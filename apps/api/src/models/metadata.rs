use chrono::{DateTime, Utc};
use serde::{Deserialize, Serialize};

/// Version stamped into every analysis result.
pub const ANALYSIS_VERSION: &str = "1.0.0";

/// Metadata about the analysis process.
#[derive(Debug, Clone, Serialize, Deserialize)]
pub struct AnalysisMetadata {
    /// Analysis completion timestamp (ISO 8601, UTC).
    pub timestamp: DateTime<Utc>,
    /// Text extraction quality estimate in [0, 1]. Informational only.
    pub parsing_confidence: f64,
    /// Detected CV language (ISO 639-1 code).
    pub cv_language: String,
    /// Semver of the analysis pipeline.
    pub analysis_version: String,
    pub processing_duration_ms: u64,
}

◇ ◇ ◇

Assigned task
Repeat the listing exactly, keeping every word in place.

Answer to the exercise
filename apps/api/src/models/metadata.rs
use chrono::{DateTime, Utc};
use serde::{Deserialize, Serialize};

/// Version stamped into every analysis result.
pub const ANALYSIS_VERSION: &str = "1.0.0";

/// Metadata about the analysis process.
#[derive(Debug, Clone, Serialize, Deserialize)]
pub struct AnalysisMetadata {
    /// Analysis completion timestamp (ISO 8601, UTC).
    pub timestamp: DateTime<Utc>,
    /// Text extraction quality estimate in [0, 1]. Informational only.
    pub parsing_confidence: f64,
    /// Detected CV language (ISO 639-1 code).
    pub cv_language: String,
    /// Semver of the analysis pipeline.
    pub analysis_version: String,
    pub processing_duration_ms: u64,
}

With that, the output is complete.